=== Begin Enclosure ===
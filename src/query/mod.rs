//! # Query Module
//!
//! Runtime side of the generated repositories: the filter DSL embedded in
//! query-parameter names, the filter/pagination value objects, and the
//! paginated result shape.
//!
//! ## Pipeline
//!
//! ```text
//! FilterMap → dsl::apply_filters → Predicate tree → QueryBuilder
//!           → ORDER BY → PaginationSpec → QueryOutput
//! ```
//!
//! Two builders ship with the crate:
//!
//! - [`SqlQuery`] renders parameterized SQL for a real database driver
//! - [`MemoryQuery`] evaluates predicates over JSON rows (fixtures, `crudgen query`)
//!
//! Any other backend only has to implement [`QueryBuilder`] (and
//! [`RowSource`] to participate in [`get_all`]).

mod builder;
mod dsl;
mod entity;
mod filter;
mod memory;
mod pagination;
mod predicate;

pub use builder::{render_predicate, QueryBuilder, RenderedSql, RowSource, SqlQuery};
pub use dsl::{
    apply_filters, entry_predicate, expand_search, parse_key, predicate_for, resolve_or_fields,
    Operator, SEARCH_KEY,
};
pub use entity::{prepare, Entity};
pub use filter::{filter_map, FilterMap, FilterSpec, FilterValue, OrderDirection, ValidationError};
pub use memory::{like_regex, MemoryQuery};
pub use pagination::{LengthAwarePage, PageLink, PaginationSpec, QueryOutput, DEFAULT_PER_PAGE};
pub use predicate::{CompareOp, Predicate};

/// Run a list query: filters, ordering, then pagination gating.
///
/// `path` is the base URL used for the page navigation links.
pub fn get_all<Q: RowSource>(
    mut query: Q,
    filter: &FilterSpec,
    pagination: &PaginationSpec,
    searchable: &[&str],
    path: &str,
) -> QueryOutput {
    prepare(&mut query, filter, searchable);
    if !pagination.paginate() {
        return QueryOutput::All(query.fetch(filter.columns(), None));
    }
    let total = query.count();
    let rows = query.fetch(
        filter.columns(),
        Some((pagination.offset(), pagination.per_page())),
    );
    QueryOutput::Page(LengthAwarePage::new(
        rows,
        total,
        pagination.per_page(),
        pagination.page(),
        path,
    ))
}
=== End Enclosure ===
▶ Assigned task
Your answer should be a single number, which is the count of lines in the data above that include the word "LengthAwarePage".

▶ Solution to the exercise
2